RAW DATA:
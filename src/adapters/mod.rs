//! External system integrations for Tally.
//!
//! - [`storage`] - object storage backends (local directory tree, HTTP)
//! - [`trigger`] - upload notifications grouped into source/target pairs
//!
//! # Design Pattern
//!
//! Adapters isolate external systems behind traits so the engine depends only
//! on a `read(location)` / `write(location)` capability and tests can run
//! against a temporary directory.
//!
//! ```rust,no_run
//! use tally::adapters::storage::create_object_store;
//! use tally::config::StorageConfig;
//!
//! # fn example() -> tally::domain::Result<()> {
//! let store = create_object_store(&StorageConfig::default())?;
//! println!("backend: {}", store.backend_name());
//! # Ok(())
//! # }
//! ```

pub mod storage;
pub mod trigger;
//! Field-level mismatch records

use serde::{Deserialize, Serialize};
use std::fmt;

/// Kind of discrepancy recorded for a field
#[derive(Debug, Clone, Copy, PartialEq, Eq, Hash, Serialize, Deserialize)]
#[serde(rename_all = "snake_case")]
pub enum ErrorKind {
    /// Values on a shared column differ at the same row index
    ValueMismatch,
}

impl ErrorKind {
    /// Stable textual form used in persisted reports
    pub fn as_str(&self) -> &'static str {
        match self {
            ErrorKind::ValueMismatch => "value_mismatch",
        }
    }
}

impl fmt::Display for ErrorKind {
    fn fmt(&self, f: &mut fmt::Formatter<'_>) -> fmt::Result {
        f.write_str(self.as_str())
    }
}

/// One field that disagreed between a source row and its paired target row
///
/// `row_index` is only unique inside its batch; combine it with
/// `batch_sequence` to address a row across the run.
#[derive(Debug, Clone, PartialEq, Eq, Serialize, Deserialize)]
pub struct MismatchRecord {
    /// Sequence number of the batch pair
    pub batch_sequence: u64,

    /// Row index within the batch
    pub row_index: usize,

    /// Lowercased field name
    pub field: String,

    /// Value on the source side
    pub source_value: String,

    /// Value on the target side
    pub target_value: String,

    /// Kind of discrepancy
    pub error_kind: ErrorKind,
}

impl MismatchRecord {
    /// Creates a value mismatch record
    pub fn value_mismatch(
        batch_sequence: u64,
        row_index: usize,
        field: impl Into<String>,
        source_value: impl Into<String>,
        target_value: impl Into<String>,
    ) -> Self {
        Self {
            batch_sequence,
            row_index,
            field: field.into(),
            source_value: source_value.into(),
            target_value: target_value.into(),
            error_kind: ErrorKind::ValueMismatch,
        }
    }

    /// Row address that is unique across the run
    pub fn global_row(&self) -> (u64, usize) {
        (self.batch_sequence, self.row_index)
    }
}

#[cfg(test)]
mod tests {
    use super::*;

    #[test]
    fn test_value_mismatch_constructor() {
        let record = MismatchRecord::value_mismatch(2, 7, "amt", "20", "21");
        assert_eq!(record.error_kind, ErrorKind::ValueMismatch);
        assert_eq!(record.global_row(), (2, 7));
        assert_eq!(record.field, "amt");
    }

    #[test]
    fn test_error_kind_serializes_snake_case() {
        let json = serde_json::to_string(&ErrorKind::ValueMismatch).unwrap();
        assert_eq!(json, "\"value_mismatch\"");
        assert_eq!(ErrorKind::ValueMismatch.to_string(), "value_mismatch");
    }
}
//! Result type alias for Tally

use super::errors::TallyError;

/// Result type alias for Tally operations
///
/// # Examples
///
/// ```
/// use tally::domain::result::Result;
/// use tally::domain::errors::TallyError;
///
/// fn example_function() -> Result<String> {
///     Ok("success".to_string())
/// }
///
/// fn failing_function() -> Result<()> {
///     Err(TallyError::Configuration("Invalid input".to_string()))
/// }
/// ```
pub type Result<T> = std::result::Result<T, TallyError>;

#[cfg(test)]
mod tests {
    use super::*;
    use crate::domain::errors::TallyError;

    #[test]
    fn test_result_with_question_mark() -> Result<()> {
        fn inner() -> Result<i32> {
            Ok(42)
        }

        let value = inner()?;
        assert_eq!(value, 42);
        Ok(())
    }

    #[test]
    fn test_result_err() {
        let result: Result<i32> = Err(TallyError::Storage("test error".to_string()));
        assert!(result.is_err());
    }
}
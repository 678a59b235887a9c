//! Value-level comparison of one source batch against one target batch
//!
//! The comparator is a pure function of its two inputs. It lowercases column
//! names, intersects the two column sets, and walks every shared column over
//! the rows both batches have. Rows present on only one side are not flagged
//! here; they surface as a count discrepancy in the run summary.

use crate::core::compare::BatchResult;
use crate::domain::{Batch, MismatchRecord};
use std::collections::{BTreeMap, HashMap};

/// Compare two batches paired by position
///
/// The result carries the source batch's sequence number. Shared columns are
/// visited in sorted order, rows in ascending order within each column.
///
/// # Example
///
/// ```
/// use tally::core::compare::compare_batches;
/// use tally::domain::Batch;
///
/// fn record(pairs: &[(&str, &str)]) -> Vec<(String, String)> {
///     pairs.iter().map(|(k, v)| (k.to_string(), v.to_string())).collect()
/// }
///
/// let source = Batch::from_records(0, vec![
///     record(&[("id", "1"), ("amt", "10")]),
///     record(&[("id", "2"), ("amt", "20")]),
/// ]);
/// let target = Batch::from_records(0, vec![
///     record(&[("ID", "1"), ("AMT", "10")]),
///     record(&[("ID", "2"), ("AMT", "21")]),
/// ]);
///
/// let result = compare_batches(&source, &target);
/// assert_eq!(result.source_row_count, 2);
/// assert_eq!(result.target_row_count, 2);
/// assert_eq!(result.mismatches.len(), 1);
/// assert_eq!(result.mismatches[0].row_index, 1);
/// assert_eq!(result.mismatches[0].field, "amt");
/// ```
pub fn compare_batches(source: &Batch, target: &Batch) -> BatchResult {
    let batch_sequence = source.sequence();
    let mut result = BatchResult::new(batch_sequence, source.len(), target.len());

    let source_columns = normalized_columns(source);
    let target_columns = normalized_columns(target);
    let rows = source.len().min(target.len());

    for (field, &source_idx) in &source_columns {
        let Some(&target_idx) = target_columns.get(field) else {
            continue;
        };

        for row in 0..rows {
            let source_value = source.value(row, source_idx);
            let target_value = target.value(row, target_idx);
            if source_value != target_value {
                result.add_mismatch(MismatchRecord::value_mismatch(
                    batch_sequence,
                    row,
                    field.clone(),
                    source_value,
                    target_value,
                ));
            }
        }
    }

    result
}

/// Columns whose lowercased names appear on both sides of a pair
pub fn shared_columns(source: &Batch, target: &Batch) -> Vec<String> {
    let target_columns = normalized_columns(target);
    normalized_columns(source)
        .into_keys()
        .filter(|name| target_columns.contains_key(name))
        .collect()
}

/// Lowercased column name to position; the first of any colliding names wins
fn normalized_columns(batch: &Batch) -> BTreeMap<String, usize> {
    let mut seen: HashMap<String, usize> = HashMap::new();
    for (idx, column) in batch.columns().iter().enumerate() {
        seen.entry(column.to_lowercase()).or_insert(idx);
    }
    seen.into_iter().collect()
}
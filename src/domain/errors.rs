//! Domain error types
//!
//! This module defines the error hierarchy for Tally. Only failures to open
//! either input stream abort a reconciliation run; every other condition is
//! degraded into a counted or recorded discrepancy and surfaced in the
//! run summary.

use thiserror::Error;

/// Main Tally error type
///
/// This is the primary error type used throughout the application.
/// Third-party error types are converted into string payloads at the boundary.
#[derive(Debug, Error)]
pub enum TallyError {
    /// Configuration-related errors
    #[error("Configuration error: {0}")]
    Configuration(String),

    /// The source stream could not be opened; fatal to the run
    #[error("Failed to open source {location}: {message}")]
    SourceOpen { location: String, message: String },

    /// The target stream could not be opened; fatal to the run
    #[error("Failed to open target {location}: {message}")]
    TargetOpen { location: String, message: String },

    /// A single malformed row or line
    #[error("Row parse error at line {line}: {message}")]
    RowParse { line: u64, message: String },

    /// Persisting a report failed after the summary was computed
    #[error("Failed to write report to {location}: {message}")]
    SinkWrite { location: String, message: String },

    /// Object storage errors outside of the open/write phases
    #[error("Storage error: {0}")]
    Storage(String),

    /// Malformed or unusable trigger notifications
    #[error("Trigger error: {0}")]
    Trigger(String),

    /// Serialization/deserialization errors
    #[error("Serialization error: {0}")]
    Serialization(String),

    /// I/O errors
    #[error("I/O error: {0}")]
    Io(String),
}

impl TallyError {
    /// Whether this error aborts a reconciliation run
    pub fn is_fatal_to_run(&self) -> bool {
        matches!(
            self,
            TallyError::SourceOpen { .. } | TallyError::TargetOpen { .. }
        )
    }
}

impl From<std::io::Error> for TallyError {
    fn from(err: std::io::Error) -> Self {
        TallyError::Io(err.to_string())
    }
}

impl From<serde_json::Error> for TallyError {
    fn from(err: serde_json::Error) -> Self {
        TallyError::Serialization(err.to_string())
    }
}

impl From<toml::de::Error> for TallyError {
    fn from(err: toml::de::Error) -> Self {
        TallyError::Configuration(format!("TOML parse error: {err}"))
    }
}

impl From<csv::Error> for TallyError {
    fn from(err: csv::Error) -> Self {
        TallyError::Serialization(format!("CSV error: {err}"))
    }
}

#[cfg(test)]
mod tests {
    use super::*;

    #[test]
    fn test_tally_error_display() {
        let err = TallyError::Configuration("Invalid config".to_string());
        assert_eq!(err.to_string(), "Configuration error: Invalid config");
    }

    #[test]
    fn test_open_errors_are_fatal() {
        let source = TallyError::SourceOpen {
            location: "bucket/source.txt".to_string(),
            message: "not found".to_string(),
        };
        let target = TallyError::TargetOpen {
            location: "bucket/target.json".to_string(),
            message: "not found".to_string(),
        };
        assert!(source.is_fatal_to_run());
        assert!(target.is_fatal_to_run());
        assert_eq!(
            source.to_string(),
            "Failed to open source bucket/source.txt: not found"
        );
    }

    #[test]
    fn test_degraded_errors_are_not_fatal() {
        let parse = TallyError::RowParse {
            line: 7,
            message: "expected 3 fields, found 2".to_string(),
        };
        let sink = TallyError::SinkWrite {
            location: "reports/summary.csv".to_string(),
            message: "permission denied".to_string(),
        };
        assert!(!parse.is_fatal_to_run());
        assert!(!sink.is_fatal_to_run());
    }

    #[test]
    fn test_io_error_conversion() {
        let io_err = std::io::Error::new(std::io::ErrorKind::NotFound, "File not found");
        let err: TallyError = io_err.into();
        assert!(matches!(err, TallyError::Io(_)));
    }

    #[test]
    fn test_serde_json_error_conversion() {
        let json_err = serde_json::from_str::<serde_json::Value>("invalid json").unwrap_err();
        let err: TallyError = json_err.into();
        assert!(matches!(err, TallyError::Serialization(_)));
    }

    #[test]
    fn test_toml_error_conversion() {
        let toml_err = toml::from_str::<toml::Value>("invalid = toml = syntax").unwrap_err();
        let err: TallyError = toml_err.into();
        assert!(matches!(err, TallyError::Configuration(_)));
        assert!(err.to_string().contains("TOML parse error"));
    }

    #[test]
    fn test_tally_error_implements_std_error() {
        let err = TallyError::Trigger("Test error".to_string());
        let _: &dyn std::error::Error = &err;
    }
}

TASK GOAL: Go through the lines above. Select every one that has the string "used".

SOLUTION FOR THIS EXERCISE:
    /// Stable textual form used in persisted reports
/// This is the primary error type used throughout the application.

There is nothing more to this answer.